Getting back, as they say, a melee is a melee. Most of us have at some point been involved in a melee. At school most of the melee’s happened on the football or rugby pitches. If not they happened in the dorm just before the lights went out and it usually had something to do with girls. I hear that when Budonians fought, they took a walk down to the Old Field where they boxed the senses out of each other. At my school – The Grange that is, the fights were organised. If we had issues, we would not melee each other there and then, but would take our grievances to a Zambian chap called Kabosha who was everything from a fight pimp to a bookie. After bets were made, it was a trip down to a clearing in the forest for the battle.
For the life of me, I really can’t remember why I had beef with Graham. Or was it that he had beef with me? Anyway, no amount of talking was going to prevent the inevitable. The way I saw it the conflict dispute Graham and I had had to be solved by a melee.
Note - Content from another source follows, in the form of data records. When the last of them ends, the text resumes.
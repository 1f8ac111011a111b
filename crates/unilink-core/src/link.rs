// SPDX-License-Identifier: PMPL-1.0-or-later
// Copyright (c) 2026 Jonathan D.A. Jewell (hyperpolymath) <jonathan.jewell@open.ac.uk>
//
// Launch URL parsing.
//
// Host matching compares components exactly as the OS delivered them.
// `url::Url` would lower-case schemes and special-scheme hosts and reject
// links the OS happily delivers (out-of-range ports, for example), so
// `LaunchUrl` splits the raw text itself. Scheme, host, path, and query all
// come from that one split; only query decoding goes through the `url`
// crate's form-urlencoded parser.

use std::collections::BTreeMap;

use url::form_urlencoded;

use crate::error::{Result, UnilinkError};
use crate::types::DEFAULT_HOST_NAME;

/// Anything a [`HostMatcher`](crate::HostMatcher) can look up.
///
/// Implementations must return components verbatim. Lookups are
/// case-sensitive, so a target that normalizes (e.g. `url::Url`, which
/// lower-cases the scheme) would match entries the delivered link does not.
pub trait LinkTarget {
    /// The scheme component, compared verbatim.
    fn scheme(&self) -> &str;

    /// The host component, `None` if the link has no authority.
    fn host(&self) -> Option<&str>;

    /// Name used for lookup: the host, or [`DEFAULT_HOST_NAME`] when the host
    /// is absent or empty.
    fn lookup_name(&self) -> &str {
        match self.host() {
            Some(host) if !host.is_empty() => host,
            _ => DEFAULT_HOST_NAME,
        }
    }
}

/// The `(name, scheme)` pair derived from one incoming link.
#[derive(Debug, Clone, PartialEq, Eq)]
pub struct MatchRequest {
    pub name: String,
    pub scheme: String,
}

impl MatchRequest {
    pub fn new(name: impl Into<String>, scheme: impl Into<String>) -> Self {
        Self {
            name: name.into(),
            scheme: scheme.into(),
        }
    }

    /// Derive the request for a link, applying the fallback host name.
    pub fn from_target<T: LinkTarget + ?Sized>(target: &T) -> Self {
        Self::new(target.lookup_name(), target.scheme())
    }
}

impl LinkTarget for MatchRequest {
    fn scheme(&self) -> &str {
        &self.scheme
    }

    fn host(&self) -> Option<&str> {
        Some(&self.name)
    }
}

/// A link delivered by the OS, with every component kept verbatim.
#[derive(Debug, Clone, PartialEq, Eq)]
pub struct LaunchUrl {
    raw: String,
    scheme: String,
    host: Option<String>,
    path: String,
    query: Option<String>,
}

impl LaunchUrl {
    /// Parse an absolute link of the form
    /// `scheme:[//[userinfo@]host[:port]]path[?query][#fragment]`.
    ///
    /// Fails with [`UnilinkError::InvalidUrl`] only when there is no valid
    /// scheme. Ports and hosts are not validated.
    pub fn parse(url: &str) -> Result<Self> {
        let raw = url.trim();
        let parts = split_components(raw)
            .ok_or_else(|| UnilinkError::InvalidUrl(format!("{raw}: missing or invalid scheme")))?;

        Ok(Self {
            raw: raw.to_string(),
            scheme: parts.scheme.to_string(),
            host: parts.host.map(str::to_string),
            path: parts.path.to_string(),
            query: parts.query.map(str::to_string),
        })
    }

    /// The link exactly as delivered (surrounding whitespace removed).
    pub fn as_str(&self) -> &str {
        &self.raw
    }

    /// The path as delivered (still percent-encoded, empty if absent).
    pub fn path(&self) -> &str {
        &self.path
    }

    /// The raw query string, without the `?`.
    pub fn query(&self) -> Option<&str> {
        self.query.as_deref()
    }

    /// Decoded query parameters. For repeated keys the last value wins.
    pub fn params(&self) -> BTreeMap<String, String> {
        self.query
            .as_deref()
            .map(|query| {
                form_urlencoded::parse(query.as_bytes())
                    .into_owned()
                    .collect()
            })
            .unwrap_or_default()
    }
}

impl LinkTarget for LaunchUrl {
    fn scheme(&self) -> &str {
        &self.scheme
    }

    fn host(&self) -> Option<&str> {
        self.host.as_deref()
    }
}

impl std::fmt::Display for LaunchUrl {
    fn fmt(&self, f: &mut std::fmt::Formatter<'_>) -> std::fmt::Result {
        f.write_str(&self.raw)
    }
}

struct Components<'a> {
    scheme: &'a str,
    host: Option<&'a str>,
    path: &'a str,
    query: Option<&'a str>,
}

/// `ALPHA *( ALPHA / DIGIT / "+" / "-" / "." )`
fn is_valid_scheme(scheme: &str) -> bool {
    let mut chars = scheme.chars();
    chars.next().is_some_and(|c| c.is_ascii_alphabetic())
        && chars.all(|c| c.is_ascii_alphanumeric() || matches!(c, '+' | '-' | '.'))
}

/// Split a link into its components without normalizing anything.
fn split_components(raw: &str) -> Option<Components<'_>> {
    let (scheme, rest) = raw.split_once(':')?;
    if !is_valid_scheme(scheme) {
        return None;
    }

    // The fragment never reaches the app's matching or parameters.
    let rest = rest.split_once('#').map_or(rest, |(before, _fragment)| before);
    let (rest, query) = match rest.split_once('?') {
        Some((before, query)) => (before, Some(query)),
        None => (rest, None),
    };

    let Some(after) = rest.strip_prefix("//") else {
        return Some(Components {
            scheme,
            host: None,
            path: rest,
            query,
        });
    };

    let end = after.find('/').unwrap_or(after.len());
    let (authority, path) = after.split_at(end);
    let host_port = authority
        .rsplit_once('@')
        .map_or(authority, |(_, host_port)| host_port);

    // IPv6 literals keep their brackets.
    let host = if host_port.starts_with('[') {
        host_port
            .find(']')
            .map_or(host_port, |close| &host_port[..=close])
    } else {
        host_port
            .split_once(':')
            .map_or(host_port, |(host, _port)| host)
    };

    Some(Components {
        scheme,
        host: Some(host),
        path,
        query,
    })
}
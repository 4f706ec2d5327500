//! Number formatting for the display.

/// Format a number as its canonical decimal string.
///
/// Uses the shortest digit string that round-trips to the same `f64`.
/// Magnitudes in `[1e-7, 1e21)` are written positionally, everything else
/// in exponent form (`1e+21`, `1.5e-7`). `NaN` and the infinities keep
/// their names so the evaluator can read them back.
pub fn format_number(value: f64) -> String {
    if value.is_nan() {
        return "NaN".to_string();
    }
    if value.is_infinite() {
        let name = if value.is_sign_positive() {
            "Infinity"
        } else {
            "-Infinity"
        };
        return name.to_string();
    }
    if value == 0.0 {
        // Covers -0 as well
        return "0".to_string();
    }

    let sign = if value < 0.0 { "-" } else { "" };
    let (digits, exponent) = shortest_digits(value.abs());
    format!("{}{}", sign, layout(&digits, exponent))
}

/// Cut a display string down to at most `max_len` characters.
///
/// Truncates, never rounds.
pub fn truncate_display(text: &str, max_len: usize) -> String {
    text.chars().take(max_len).collect()
}

/// Split a positive finite number into its significant digits and the
/// decimal exponent of the first digit.
fn shortest_digits(value: f64) -> (String, i32) {
    let scientific = format!("{:e}", value);
    let (mantissa, exponent) = scientific
        .split_once('e')
        .unwrap_or((scientific.as_str(), "0"));
    let digits: String = mantissa.chars().filter(|c| *c != '.').collect();
    (digits, exponent.parse().unwrap_or(0))
}

fn layout(digits: &str, exponent: i32) -> String {
    let k = digits.len() as i32;
    let n = exponent + 1;

    if k <= n && n <= 21 {
        format!("{}{}", digits, "0".repeat((n - k) as usize))
    } else if 0 < n && n <= 21 {
        let (int_part, frac_part) = digits.split_at(n as usize);
        format!("{}.{}", int_part, frac_part)
    } else if -6 < n && n <= 0 {
        format!("0.{}{}", "0".repeat((-n) as usize), digits)
    } else {
        let e = n - 1;
        let e_sign = if e >= 0 { '+' } else { '-' };
        let (first, rest) = digits.split_at(1);
        if rest.is_empty() {
            format!("{}e{}{}", first, e_sign, e.abs())
        } else {
            format!("{}.{}e{}{}", first, rest, e_sign, e.abs())
        }
    }
}

#[cfg(test)]
mod tests {
    use super::*;

    #[test]
    fn test_integers() {
        assert_eq!(format_number(5.0), "5");
        assert_eq!(format_number(-42.0), "-42");
        assert_eq!(format_number(1_000_000.0), "1000000");
        assert_eq!(format_number(-0.0), "0");
    }

    #[test]
    fn test_decimals() {
        assert_eq!(format_number(0.5), "0.5");
        assert_eq!(format_number(1.0 / 3.0), "0.3333333333333333");
        assert_eq!(format_number(0.1 + 0.2), "0.30000000000000004");
        assert_eq!(format_number(-2.25), "-2.25");
    }

    #[test]
    fn test_small_numbers() {
        assert_eq!(format_number(0.000001), "0.000001");
        assert_eq!(format_number(0.0000001), "1e-7");
        assert_eq!(format_number(0.00000015), "1.5e-7");
    }

    #[test]
    fn test_large_numbers() {
        assert_eq!(format_number(1e20), "100000000000000000000");
        assert_eq!(format_number(1e21), "1e+21");
        assert_eq!(format_number(1.5e21), "1.5e+21");
        assert_eq!(format_number(-2e30), "-2e+30");
    }

    #[test]
    fn test_non_finite() {
        assert_eq!(format_number(f64::INFINITY), "Infinity");
        assert_eq!(format_number(f64::NEG_INFINITY), "-Infinity");
        assert_eq!(format_number(f64::NAN), "NaN");
    }

    #[test]
    fn test_truncate_display() {
        assert_eq!(truncate_display("0.3333333333333333", 22), "0.3333333333333333");
        assert_eq!(
            truncate_display("123456789012345678901234", 22),
            "1234567890123456789012"
        );
        assert_eq!(truncate_display("0.6666666666666666", 5), "0.666");
    }
}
Obviously by the time I had made up my mind to melee him, I had already sized him and concluded that I could take him on. Down to the forest we went and when the melee started, Graham lunged at me which I thought was a rather stupid move.
But it wasn’t a stupid move for he punched me hard in the stomach and winded me. The second punch caught me on the nose and dislodged all the snot that was clogging up my nose. I was now down on my knees with snot strewn all over my face as he kicked at me. The fight was over well before it had even started.
That was then and just because I lost that fight, if there is anybody who thinks I am a weed and has ambitions of taking me on, please don’t do it, for it would be rather foolhardy of you.
A few years ago I hired a bodyguard for the day. Well he was more than a bodyguard for he dictated where I would sit, where I could or not go amongst other things. Even going to the washrooms, it was he who decided. He made it a point of checking to see who was in the washrooms and once he was satisfied that there was no threat, he would let me in and stand watch as I did my thing.
He was called Johnny and if you know Johnny – he works for Silk Events, his body is packed full of muscle. So I am out on a Friday night at the Rock Bar when a melee – as if shows signs of going down. I had just bought my TML and poured it all into a glass when somebody knocks my arm. When that happened, I was disorganised that I poured some of it on the chap who was standing in front of me.
Chap turned round and unleashed a verbal onslaught which he wanted to conclude with a melee. Going by his size, I was no match for him and as he began to poke me in the chest with his index finger, I remembered I had Johnny. Hmm, why is Chap poking me yet he should be poking Johnny so I thought to myself. Stepping aside, I called Johnny. Johnny didn’t want to know the story of who was at fault. As far as he was concerned, his ‘principal’ (a term used by the security services meaning the boss) was in danger.
Johnny took up position between Chap and me and then flexed his huge frame of a chest which rippled up and down. I don’t know how he does it because I have tried it out on my puny chest and nothing happens.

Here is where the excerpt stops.